Your instructions → Transcribe the following entries word for word. End with the line where "pub struct ClassifiedExtent" appears.

─── Entries provided ───

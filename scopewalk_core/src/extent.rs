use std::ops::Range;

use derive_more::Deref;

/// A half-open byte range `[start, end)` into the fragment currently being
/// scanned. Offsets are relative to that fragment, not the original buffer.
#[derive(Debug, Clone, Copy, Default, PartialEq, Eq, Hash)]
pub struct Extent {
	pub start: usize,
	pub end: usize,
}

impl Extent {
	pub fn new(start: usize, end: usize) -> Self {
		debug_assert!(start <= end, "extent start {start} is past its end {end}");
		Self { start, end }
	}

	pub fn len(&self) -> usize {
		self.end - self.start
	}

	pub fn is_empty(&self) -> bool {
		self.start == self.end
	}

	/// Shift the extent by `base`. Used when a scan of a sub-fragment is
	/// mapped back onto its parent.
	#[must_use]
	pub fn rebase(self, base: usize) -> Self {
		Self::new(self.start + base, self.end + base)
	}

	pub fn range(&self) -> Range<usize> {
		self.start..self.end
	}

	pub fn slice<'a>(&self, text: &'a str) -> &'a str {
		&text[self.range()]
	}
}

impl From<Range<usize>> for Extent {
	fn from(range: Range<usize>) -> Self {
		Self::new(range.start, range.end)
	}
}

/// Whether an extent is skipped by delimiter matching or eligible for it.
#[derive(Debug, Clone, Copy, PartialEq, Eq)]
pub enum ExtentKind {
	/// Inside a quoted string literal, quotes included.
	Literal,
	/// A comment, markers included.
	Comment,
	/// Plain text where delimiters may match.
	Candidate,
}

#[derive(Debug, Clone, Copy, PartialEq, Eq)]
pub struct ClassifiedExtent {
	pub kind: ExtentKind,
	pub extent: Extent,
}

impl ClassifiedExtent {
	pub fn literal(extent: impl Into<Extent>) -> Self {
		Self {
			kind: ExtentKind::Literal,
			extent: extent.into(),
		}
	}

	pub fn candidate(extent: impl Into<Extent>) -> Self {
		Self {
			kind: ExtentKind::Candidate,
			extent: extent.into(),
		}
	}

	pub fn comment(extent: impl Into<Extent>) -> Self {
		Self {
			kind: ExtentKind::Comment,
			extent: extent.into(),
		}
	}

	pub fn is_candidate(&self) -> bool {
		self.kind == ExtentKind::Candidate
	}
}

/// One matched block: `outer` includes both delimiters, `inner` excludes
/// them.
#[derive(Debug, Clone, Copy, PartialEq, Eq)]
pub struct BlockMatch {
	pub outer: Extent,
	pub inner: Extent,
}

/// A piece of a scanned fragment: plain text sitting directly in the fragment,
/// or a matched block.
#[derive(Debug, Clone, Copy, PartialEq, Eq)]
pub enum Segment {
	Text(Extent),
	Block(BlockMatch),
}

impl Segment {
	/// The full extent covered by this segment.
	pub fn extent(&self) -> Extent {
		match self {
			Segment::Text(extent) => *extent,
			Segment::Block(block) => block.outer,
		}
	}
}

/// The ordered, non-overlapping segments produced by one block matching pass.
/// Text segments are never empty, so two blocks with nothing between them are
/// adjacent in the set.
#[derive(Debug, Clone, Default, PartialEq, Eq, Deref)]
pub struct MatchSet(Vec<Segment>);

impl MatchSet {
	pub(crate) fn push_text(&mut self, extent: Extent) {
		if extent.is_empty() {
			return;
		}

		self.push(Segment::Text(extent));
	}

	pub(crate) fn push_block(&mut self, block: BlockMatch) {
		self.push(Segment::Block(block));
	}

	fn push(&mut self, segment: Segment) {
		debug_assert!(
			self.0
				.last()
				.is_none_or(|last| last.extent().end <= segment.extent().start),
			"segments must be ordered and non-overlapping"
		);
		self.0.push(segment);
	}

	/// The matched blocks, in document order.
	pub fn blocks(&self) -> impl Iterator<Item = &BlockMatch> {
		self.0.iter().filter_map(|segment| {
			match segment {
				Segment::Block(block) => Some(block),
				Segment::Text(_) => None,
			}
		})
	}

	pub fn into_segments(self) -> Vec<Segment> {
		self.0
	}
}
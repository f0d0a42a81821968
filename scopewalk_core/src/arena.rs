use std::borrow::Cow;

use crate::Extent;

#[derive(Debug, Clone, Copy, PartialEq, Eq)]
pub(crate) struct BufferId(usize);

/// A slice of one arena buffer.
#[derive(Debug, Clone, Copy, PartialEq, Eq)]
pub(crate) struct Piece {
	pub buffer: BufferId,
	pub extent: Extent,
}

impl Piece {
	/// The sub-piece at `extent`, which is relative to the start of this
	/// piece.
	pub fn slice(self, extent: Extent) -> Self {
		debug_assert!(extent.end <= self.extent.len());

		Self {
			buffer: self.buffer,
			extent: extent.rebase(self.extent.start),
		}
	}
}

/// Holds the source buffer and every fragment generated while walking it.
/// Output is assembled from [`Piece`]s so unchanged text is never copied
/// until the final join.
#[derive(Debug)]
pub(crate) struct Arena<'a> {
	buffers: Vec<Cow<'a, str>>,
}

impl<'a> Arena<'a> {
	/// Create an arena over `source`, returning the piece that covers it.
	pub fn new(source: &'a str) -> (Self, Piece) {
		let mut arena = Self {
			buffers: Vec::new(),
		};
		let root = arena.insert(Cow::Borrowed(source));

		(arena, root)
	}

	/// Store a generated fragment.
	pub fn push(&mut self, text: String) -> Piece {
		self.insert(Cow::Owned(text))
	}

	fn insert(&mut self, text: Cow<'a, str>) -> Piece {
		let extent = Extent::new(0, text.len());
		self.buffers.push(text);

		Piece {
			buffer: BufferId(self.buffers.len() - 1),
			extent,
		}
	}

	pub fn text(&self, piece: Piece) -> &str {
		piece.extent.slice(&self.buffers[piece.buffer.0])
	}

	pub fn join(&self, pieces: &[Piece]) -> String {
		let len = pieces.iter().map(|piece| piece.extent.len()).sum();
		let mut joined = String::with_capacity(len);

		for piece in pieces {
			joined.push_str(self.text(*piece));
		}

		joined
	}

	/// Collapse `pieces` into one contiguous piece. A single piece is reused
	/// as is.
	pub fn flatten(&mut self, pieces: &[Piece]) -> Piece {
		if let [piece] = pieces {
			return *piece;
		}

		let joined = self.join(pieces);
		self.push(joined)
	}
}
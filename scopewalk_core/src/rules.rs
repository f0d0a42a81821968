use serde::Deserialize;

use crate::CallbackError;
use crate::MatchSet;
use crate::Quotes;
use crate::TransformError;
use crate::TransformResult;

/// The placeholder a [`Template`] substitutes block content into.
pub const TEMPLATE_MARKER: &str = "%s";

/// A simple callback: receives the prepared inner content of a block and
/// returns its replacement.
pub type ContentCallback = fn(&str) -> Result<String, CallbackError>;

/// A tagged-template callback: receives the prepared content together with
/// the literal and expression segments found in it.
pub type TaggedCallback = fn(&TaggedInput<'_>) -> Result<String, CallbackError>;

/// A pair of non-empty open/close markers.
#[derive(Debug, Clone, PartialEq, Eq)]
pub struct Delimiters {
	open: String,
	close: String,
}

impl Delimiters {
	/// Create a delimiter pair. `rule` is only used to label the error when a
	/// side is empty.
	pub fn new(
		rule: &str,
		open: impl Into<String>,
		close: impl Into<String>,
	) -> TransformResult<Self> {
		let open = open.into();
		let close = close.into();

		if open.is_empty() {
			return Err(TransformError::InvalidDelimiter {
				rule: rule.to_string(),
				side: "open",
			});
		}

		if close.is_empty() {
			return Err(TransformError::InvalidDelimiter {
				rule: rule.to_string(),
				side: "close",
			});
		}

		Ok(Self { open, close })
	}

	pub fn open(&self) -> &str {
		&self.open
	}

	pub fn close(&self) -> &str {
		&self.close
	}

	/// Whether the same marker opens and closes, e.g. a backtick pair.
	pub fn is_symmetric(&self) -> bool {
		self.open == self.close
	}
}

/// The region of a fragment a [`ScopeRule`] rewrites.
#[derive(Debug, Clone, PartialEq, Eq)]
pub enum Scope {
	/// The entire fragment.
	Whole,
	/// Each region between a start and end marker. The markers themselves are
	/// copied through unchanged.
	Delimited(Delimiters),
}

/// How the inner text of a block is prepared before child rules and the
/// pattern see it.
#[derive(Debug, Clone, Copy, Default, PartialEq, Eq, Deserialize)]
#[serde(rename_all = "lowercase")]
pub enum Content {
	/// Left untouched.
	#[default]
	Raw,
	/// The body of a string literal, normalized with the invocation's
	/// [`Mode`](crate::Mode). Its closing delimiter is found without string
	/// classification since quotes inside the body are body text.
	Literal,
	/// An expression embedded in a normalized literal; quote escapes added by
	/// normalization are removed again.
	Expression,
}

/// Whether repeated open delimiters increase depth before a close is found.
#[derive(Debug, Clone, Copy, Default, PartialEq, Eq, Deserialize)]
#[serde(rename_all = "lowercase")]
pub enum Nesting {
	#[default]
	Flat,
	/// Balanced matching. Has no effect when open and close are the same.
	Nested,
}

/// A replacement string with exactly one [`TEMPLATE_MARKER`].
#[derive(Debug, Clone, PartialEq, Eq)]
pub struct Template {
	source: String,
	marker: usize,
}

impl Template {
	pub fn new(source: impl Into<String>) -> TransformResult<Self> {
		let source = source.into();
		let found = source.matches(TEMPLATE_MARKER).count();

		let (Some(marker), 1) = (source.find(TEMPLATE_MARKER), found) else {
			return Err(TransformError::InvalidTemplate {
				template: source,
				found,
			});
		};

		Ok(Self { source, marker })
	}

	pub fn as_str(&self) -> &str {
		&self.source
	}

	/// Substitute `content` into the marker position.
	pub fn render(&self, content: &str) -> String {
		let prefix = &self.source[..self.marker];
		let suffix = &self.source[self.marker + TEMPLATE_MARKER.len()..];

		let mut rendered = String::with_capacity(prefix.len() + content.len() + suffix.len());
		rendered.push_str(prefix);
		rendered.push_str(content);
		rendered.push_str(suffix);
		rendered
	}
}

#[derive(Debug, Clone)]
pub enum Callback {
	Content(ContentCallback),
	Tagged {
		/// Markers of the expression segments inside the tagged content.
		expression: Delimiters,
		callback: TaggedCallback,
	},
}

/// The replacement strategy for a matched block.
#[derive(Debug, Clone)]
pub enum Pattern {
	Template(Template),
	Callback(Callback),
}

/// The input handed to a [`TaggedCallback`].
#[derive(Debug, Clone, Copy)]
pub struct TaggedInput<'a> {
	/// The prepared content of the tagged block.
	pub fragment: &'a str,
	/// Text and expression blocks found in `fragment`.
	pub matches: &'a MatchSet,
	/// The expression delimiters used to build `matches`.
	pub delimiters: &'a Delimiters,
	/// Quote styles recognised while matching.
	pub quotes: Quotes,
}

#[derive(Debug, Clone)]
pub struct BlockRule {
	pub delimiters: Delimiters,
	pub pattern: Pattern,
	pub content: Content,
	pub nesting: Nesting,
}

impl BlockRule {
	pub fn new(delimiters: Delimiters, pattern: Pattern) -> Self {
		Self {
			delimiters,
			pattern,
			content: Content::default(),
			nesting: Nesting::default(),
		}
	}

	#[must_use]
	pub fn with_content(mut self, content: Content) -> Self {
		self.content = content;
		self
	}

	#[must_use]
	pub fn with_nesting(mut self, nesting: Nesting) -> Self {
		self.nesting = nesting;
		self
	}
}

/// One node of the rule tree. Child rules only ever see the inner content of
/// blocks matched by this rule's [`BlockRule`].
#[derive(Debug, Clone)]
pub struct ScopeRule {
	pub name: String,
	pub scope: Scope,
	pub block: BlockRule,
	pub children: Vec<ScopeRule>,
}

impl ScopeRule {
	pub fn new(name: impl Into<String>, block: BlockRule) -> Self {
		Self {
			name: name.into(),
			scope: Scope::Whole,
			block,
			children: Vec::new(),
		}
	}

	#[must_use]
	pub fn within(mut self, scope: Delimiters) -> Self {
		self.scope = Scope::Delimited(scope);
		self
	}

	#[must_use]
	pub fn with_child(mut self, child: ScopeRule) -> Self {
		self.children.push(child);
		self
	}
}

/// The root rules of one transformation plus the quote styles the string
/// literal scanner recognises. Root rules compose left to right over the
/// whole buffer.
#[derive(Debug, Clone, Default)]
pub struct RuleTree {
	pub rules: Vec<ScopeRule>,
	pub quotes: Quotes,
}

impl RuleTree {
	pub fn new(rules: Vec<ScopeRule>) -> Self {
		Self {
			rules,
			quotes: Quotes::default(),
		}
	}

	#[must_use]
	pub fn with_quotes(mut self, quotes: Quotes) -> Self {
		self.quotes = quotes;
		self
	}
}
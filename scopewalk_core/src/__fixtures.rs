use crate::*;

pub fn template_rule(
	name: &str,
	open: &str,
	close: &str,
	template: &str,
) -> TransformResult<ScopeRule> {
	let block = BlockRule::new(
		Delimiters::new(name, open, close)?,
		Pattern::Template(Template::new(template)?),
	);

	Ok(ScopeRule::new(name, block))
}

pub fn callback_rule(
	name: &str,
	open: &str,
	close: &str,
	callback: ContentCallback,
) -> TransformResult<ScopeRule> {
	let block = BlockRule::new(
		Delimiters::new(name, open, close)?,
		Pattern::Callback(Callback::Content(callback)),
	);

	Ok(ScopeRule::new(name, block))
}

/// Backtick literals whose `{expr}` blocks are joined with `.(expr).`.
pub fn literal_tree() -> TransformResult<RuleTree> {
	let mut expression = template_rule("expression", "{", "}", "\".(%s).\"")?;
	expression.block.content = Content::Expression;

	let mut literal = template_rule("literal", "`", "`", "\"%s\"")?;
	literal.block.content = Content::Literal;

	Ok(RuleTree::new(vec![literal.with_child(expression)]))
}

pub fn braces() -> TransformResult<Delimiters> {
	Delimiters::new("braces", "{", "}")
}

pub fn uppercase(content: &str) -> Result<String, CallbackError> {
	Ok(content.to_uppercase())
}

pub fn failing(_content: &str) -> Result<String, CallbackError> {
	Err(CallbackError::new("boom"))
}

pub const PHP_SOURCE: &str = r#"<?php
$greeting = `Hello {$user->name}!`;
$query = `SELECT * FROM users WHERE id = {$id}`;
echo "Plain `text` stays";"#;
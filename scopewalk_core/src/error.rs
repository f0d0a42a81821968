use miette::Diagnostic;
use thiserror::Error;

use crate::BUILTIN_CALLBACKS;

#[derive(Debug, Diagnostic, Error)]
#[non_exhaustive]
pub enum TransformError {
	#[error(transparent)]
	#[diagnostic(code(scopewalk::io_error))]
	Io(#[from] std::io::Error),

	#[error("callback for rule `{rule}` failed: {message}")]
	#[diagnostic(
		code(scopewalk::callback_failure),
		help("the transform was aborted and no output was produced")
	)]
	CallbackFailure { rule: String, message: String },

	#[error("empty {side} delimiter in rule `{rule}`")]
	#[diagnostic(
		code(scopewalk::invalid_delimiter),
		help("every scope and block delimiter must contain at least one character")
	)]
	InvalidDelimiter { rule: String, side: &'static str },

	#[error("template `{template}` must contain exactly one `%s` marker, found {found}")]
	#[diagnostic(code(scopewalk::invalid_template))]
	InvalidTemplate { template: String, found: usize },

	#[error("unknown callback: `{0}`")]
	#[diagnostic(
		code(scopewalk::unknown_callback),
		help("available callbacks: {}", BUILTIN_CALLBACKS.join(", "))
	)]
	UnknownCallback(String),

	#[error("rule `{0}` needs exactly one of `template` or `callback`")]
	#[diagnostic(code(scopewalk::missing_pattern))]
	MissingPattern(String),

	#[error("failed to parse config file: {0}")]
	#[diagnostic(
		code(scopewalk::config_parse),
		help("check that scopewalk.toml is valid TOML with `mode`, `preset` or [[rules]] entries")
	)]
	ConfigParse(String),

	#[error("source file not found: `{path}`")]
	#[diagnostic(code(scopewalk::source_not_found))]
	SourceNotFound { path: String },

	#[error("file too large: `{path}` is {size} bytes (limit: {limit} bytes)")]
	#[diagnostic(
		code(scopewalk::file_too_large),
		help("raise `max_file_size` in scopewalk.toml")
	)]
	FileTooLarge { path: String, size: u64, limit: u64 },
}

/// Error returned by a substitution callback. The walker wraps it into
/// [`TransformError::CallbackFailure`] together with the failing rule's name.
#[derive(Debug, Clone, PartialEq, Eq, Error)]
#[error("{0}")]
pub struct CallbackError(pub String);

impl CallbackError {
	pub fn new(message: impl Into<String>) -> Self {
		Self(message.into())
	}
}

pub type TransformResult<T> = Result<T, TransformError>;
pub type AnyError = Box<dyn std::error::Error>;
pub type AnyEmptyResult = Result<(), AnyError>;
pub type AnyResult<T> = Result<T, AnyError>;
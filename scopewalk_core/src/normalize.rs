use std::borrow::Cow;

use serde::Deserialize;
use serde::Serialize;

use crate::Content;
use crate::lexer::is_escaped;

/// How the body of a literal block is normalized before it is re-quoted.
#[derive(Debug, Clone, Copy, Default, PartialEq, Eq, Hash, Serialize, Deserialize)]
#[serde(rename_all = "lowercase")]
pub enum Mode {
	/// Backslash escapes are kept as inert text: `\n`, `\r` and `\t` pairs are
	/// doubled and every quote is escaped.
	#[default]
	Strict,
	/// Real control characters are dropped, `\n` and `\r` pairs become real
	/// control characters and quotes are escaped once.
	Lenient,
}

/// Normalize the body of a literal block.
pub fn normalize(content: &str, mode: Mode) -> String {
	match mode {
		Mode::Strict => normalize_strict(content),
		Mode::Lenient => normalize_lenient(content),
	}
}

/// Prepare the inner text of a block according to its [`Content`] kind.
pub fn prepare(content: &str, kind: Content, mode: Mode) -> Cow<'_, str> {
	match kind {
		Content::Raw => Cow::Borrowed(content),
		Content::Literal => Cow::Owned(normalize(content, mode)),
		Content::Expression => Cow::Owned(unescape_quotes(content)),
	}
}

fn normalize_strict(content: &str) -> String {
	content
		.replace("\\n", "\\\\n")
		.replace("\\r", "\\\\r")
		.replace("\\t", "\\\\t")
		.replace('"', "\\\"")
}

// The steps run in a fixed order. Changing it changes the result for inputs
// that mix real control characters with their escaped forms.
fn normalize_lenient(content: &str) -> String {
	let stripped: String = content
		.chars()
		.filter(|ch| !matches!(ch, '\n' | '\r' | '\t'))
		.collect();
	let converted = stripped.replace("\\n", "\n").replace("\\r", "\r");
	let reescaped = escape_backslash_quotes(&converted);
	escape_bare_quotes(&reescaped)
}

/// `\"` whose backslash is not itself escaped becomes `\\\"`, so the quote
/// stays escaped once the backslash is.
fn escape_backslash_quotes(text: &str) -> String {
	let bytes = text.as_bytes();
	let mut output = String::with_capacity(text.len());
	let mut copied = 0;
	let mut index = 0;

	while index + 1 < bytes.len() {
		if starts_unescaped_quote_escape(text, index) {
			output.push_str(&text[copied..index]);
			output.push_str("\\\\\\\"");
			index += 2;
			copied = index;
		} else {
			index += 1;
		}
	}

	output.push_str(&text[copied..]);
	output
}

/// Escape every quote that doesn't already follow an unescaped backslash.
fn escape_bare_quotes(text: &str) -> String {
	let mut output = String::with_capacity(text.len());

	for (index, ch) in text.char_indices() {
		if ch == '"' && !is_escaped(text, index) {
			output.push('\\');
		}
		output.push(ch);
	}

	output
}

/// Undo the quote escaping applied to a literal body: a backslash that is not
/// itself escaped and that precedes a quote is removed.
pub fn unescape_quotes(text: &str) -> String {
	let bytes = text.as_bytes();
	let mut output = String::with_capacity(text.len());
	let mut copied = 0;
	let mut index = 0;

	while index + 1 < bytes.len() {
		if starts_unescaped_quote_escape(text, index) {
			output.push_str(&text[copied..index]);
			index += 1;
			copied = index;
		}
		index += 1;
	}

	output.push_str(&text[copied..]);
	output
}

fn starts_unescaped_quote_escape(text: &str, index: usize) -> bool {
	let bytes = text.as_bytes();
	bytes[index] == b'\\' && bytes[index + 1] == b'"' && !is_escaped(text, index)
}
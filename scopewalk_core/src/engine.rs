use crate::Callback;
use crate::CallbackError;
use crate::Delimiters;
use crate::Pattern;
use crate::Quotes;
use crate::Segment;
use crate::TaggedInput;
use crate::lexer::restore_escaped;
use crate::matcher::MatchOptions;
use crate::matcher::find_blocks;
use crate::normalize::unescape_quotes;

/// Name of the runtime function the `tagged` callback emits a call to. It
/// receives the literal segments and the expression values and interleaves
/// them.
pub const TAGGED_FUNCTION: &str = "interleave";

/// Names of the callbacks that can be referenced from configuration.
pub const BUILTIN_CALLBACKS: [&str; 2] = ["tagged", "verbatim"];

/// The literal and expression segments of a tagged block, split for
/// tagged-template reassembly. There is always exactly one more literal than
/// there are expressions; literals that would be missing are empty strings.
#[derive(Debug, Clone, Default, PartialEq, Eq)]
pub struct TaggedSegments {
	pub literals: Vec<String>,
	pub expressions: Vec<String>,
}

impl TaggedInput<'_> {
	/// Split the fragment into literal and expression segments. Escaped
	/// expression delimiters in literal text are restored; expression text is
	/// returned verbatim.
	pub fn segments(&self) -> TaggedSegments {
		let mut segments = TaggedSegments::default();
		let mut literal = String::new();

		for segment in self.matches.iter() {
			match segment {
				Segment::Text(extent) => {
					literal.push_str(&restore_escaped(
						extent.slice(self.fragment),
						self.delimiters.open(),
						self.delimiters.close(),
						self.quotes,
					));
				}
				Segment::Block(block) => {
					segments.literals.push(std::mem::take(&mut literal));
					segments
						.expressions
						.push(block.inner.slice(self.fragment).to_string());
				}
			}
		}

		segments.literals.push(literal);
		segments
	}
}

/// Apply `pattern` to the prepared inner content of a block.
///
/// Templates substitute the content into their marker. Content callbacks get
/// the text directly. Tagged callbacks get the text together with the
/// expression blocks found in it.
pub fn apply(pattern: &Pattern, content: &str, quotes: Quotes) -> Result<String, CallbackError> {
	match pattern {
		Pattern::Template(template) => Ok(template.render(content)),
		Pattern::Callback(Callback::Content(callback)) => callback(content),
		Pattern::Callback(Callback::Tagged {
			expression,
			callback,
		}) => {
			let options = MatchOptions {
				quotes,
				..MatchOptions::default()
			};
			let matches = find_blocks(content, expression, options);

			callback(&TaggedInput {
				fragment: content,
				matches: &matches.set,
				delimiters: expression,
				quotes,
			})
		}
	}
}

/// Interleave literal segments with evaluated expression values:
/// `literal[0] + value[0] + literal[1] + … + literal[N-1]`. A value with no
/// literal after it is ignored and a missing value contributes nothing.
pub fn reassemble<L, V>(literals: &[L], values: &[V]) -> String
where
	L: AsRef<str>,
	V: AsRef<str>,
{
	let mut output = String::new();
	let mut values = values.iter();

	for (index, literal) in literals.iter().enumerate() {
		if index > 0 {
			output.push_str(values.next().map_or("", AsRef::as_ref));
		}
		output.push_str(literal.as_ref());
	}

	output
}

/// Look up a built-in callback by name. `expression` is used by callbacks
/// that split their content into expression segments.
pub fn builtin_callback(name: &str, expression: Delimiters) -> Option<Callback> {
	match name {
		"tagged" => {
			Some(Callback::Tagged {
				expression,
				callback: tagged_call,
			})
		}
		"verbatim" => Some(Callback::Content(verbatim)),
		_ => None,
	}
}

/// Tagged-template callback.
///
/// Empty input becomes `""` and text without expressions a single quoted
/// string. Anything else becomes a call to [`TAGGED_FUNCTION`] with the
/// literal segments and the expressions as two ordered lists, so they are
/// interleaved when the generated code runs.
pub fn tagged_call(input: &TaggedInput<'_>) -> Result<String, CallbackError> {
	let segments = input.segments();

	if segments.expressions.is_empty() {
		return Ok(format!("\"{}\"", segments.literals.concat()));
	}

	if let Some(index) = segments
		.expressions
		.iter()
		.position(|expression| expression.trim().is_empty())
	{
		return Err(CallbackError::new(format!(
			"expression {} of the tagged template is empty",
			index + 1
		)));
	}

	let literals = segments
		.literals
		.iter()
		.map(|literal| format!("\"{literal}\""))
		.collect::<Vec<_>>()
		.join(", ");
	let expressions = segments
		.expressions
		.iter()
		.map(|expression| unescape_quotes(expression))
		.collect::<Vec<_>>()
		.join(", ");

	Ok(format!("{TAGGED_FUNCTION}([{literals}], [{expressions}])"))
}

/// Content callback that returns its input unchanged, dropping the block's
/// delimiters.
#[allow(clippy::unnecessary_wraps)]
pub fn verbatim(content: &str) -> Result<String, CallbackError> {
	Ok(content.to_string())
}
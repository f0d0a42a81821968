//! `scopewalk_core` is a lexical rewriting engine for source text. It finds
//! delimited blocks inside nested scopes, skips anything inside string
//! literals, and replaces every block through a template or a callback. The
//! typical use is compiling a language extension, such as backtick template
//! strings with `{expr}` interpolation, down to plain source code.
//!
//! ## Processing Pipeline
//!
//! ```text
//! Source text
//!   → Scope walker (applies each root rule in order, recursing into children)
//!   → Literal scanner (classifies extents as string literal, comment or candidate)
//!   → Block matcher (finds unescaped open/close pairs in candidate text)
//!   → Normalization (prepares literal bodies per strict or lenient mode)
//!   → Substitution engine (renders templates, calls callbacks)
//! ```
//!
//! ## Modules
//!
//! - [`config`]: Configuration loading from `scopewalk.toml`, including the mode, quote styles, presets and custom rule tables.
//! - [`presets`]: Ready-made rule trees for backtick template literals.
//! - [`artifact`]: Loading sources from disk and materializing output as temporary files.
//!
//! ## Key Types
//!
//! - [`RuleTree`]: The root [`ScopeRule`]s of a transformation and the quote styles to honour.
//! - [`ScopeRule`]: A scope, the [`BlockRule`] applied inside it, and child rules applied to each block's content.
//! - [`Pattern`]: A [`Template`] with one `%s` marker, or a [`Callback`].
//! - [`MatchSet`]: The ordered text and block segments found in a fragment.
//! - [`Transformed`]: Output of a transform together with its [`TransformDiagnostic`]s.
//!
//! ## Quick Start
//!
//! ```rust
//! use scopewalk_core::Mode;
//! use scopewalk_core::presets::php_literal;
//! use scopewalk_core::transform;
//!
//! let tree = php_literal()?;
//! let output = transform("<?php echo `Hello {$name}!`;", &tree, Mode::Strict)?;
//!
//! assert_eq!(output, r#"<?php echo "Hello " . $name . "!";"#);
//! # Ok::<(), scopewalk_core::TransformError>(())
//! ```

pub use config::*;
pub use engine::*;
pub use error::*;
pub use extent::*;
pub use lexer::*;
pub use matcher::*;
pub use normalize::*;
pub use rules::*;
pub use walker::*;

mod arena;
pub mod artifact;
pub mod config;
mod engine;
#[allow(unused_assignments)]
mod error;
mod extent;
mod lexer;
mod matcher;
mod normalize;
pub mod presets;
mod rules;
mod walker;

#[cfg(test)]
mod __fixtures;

───

Result of the exercise →
filename scopewalk_core/src/extent.rs
use std::ops::Range;

use derive_more::Deref;

/// A half-open byte range `[start, end)` into the fragment currently being
/// scanned. Offsets are relative to that fragment, not the original buffer.
#[derive(Debug, Clone, Copy, Default, PartialEq, Eq, Hash)]
pub struct Extent {
	pub start: usize,
	pub end: usize,
}

impl Extent {
	pub fn new(start: usize, end: usize) -> Self {
		debug_assert!(start <= end, "extent start {start} is past its end {end}");
		Self { start, end }
	}

	pub fn len(&self) -> usize {
		self.end - self.start
	}

	pub fn is_empty(&self) -> bool {
		self.start == self.end
	}

	/// Shift the extent by `base`. Used when a scan of a sub-fragment is
	/// mapped back onto its parent.
	#[must_use]
	pub fn rebase(self, base: usize) -> Self {
		Self::new(self.start + base, self.end + base)
	}

	pub fn range(&self) -> Range<usize> {
		self.start..self.end
	}

	pub fn slice<'a>(&self, text: &'a str) -> &'a str {
		&text[self.range()]
	}
}

impl From<Range<usize>> for Extent {
	fn from(range: Range<usize>) -> Self {
		Self::new(range.start, range.end)
	}
}

/// Whether an extent is skipped by delimiter matching or eligible for it.
#[derive(Debug, Clone, Copy, PartialEq, Eq)]
pub enum ExtentKind {
	/// Inside a quoted string literal, quotes included.
	Literal,
	/// A comment, markers included.
	Comment,
	/// Plain text where delimiters may match.
	Candidate,
}

#[derive(Debug, Clone, Copy, PartialEq, Eq)]
pub struct ClassifiedExtent {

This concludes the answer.